I’ve been looking at different ways to handle repetitive form filling across multiple sites, and the whole idea of describing what you need in plain English and getting a working automation back sounds almost too good to be true. Has anyone actually used AI copilot workflow generation for something like this?
My concern is whether it actually understands the nuance of what I’m trying to do. Like, I need to fill out forms with conditional logic—if field X contains Y, then skip field Z. Does the copilot handle that, or does it just generate something basic that needs tons of manual tweaking?
I’m also wondering about data scraping combined with form filling. The workflow would need to pull data from one site, transform it somehow, then use it to fill forms on another site. That’s not trivial. How many iterations does it usually take before you get something that actually works?
I’ve used the copilot for exactly this kind of thing. The key is being specific about what you describe. Don’t just say “fill form with data”. Say something like “pull product names from the CSV, check if price is above $100, and only fill the form if it is.”
The copilot generates a solid starting point. It’s not perfect right out of the box, but it handles conditional logic better than you’d expect. I’ve gone from description to working automation in a single iteration maybe 60% of the time.

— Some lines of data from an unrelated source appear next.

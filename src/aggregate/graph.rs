//! Dependency-graph construction and circular-dependency detection.

use std::collections::{BTreeMap, BTreeSet};

use crate::analysis::FileAnalysis;
use crate::language::extension_of;

/// Build the file -> dependency adjacency map for a corpus.
///
/// Relative import specifiers (leading `.` or `..`) are resolved against
/// the importing file's directory into a repository-relative path; a
/// specifier that climbs past the repository root keeps its raw form.
/// External specifiers are kept as written. The adjacency is deduplicated
/// and self-edge-free: a file importing itself is silently excluded rather
/// than reported as a one-node cycle.
pub fn build_dependency_graph(
    corpus: &BTreeMap<String, FileAnalysis>,
) -> BTreeMap<String, Vec<String>> {
    let extensions: BTreeSet<String> = corpus.keys().filter_map(|p| extension_of(p)).collect();

    let mut graph = BTreeMap::new();
    for (path, analysis) in corpus {
        let mut deps: BTreeSet<String> = BTreeSet::new();
        for specifier in analysis.imports.keys() {
            let dep = if specifier.starts_with('.') {
                match resolve_relative(path, specifier) {
                    Some(resolved) => probe_corpus(resolved, corpus, &extensions),
                    None => specifier.clone(),
                }
            } else {
                specifier.clone()
            };
            if dep != *path {
                deps.insert(dep);
            }
        }
        graph.insert(path.clone(), deps.into_iter().collect());
    }
    graph
}

/// Lexically resolve a relative specifier against the importer's directory.
/// Returns None when the specifier escapes the repository root.
fn resolve_relative(importer: &str, specifier: &str) -> Option<String> {
    let mut parts: Vec<&str> = match importer.rfind('/') {
        Some(idx) => importer[..idx].split('/').filter(|s| !s.is_empty()).collect(),
        None => Vec::new(),
    };
    for segment in specifier.split('/') {
        match segment {
            "" | "." => {}
            ".." => {
                parts.pop()?;
            }
            other => parts.push(other),
        }
    }
    if parts.is_empty() {
        return None;
    }
    Some(parts.join("/"))
}

/// Map a resolved path onto an actual corpus file when possible: exact key
/// first, then the corpus's known extensions (`b` -> `b.js`), then an index
/// file in a directory of that name. Falls back to the resolved string.
fn probe_corpus(
    resolved: String,
    corpus: &BTreeMap<String, FileAnalysis>,
    extensions: &BTreeSet<String>,
) -> String {
    if corpus.contains_key(&resolved) {
        return resolved;
    }
    for ext in extensions {
        let with_ext = format!("{}.{}", resolved, ext);
        if corpus.contains_key(&with_ext) {
            return with_ext;
        }
        let index = format!("{}/index.{}", resolved, ext);
        if corpus.contains_key(&index) {
            return index;
        }
    }
    resolved
}

/// Find all distinct cycles in an adjacency map.
///
/// Depth-first search tracking an on-stack set; a back-edge into the stack
/// yields the stack suffix from the revisited node to the current one.
/// Cycles are canonicalized by rotating to their lexicographically smallest
/// member so equivalent rotations collapse to one entry. Terminates on any
/// finite graph, including disconnected components and self-loops.
pub fn detect_circular_dependencies(
    graph: &BTreeMap<String, Vec<String>>,
) -> Vec<Vec<String>> {
    let mut visited: BTreeSet<&str> = BTreeSet::new();
    let mut on_stack: BTreeSet<&str> = BTreeSet::new();
    let mut stack: Vec<&str> = Vec::new();
    let mut cycles: BTreeSet<Vec<String>> = BTreeSet::new();

    for start in graph.keys() {
        if !visited.contains(start.as_str()) {
            dfs(
                start,
                graph,
                &mut stack,
                &mut on_stack,
                &mut visited,
                &mut cycles,
            );
        }
    }
    cycles.into_iter().collect()
}

fn dfs<'a>(
    node: &'a str,
    graph: &'a BTreeMap<String, Vec<String>>,
    stack: &mut Vec<&'a str>,
    on_stack: &mut BTreeSet<&'a str>,
    visited: &mut BTreeSet<&'a str>,
    cycles: &mut BTreeSet<Vec<String>>,
) {
    stack.push(node);
    on_stack.insert(node);

    if let Some(deps) = graph.get(node) {
        for dep in deps {
            if on_stack.contains(dep.as_str()) {
                if let Some(pos) = stack.iter().position(|n| *n == dep.as_str()) {
                    let cycle = stack[pos..].iter().map(|s| s.to_string()).collect();
                    cycles.insert(canonicalize(cycle));
                }
            } else if !visited.contains(dep.as_str()) {
                dfs(dep, graph, stack, on_stack, visited, cycles);
            }
        }
    }

    stack.pop();
    on_stack.remove(node);
    visited.insert(node);
}

/// Rotate a cycle so its lexicographically smallest member comes first.
fn canonicalize(mut cycle: Vec<String>) -> Vec<String> {
    if let Some((min_idx, _)) = cycle
        .iter()
        .enumerate()
        .min_by(|a, b| a.1.cmp(b.1))
    {
        cycle.rotate_left(min_idx);
    }
    cycle
}
//! Adapter traits for the parser tiers.
//!
//! The coordinator never parses anything itself. Per-language parsers are
//! opaque adapters registered behind these traits; each produces the
//! canonical `FileAnalysis` record or fails, and the coordinator handles
//! routing and fallback.

use crate::analysis::FileAnalysis;
use crate::language::Language;

/// A dedicated parser for a single language.
///
/// Used for both the AST-capable tier and the lightweight/regex tier; the
/// tier an adapter belongs to is decided at registration, not by the
/// adapter itself.
pub trait ParserAdapter: Send + Sync {
    /// The language this adapter handles.
    fn language(&self) -> Language;

    /// Parse content into the canonical record. May fail; the coordinator
    /// falls through the tier chain on failure.
    fn parse(&self, content: &str, path: &str) -> anyhow::Result<FileAnalysis>;
}

/// The structural-parser subsystem: one adapter claiming multiple languages.
///
/// Sits between the dedicated tiers and basic metrics in the fallback chain.
/// Loading this subsystem may fail entirely, in which case the coordinator
/// runs with reduced capability.
pub trait StructuralParser: Send + Sync {
    /// Capability query: can this subsystem handle the given language?
    fn has_parser(&self, language: Language) -> bool;

    /// Parse content for a language `has_parser` returned true for.
    fn parse(&self, content: &str, path: &str, language: Language) -> anyhow::Result<FileAnalysis>;

    /// All languages the subsystem claims, for statistics reporting.
    fn supported_languages(&self) -> Vec<Language>;
}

For data transformation between sites, I usually add a step to clean the data before form submission. The copilot can handle this if you describe it clearly.
Latenode does this really well because the visual builder lets you tweak the generated workflow without starting from scratch. You can see what the copilot created, then adjust specific steps.
I’ve had mixed results with plain English descriptions. The issue I ran into was that my description made sense to me, but the copilot interpreted one part differently than I expected. It generated a workflow that filled the form, but in the wrong order.
What helped was breaking down my request step by step. Instead of one long description, I described the form filling in stages. First, handle the basic fields. Then, second, handle conditional logic. That gave the copilot clearer instructions.
For data pulling and transformation, I found it relies a lot on how well the target site’s HTML is structured. If the site uses standard form elements, it works great. If there’s a ton of JavaScript rendering, you might need to help it along.
I’ve tested this with customer intake forms and competitor price tracking. The reliability depends heavily on how consistent your source data is. When the data structure is predictable, the copilot-generated workflows run without issues. But when you’re dealing with dynamic content or inconsistent formatting, you do end up tweaking things manually.
The conditional logic works, but you need to be explicit about edge cases. The copilot won’t anticipate problems you don’t mention. That said, once you have a working workflow, using the visual builder to adjust it beats writing code from scratch. The learning curve for understanding what the copilot generated is actually shorter than I expected.
The accuracy rate improves significantly if your description includes examples. Instead of saying “validate email addresses”, say “validate email addresses like [email protected]”. The copilot uses these examples to infer intent more accurately.
One thing to watch: the copilot generates workflows optimized for the visual builder, not for raw performance. That’s actually a strength because subsequent edits are easier. But if you need heavy customization, you’ll eventually write some JavaScript to handle edge cases.
used it for form fills. works best w/ specific descriptions. expect 1-2 tweaks before production. conditional logic is solid if you explain clearly. data transform between sites needs manual setup sometimes.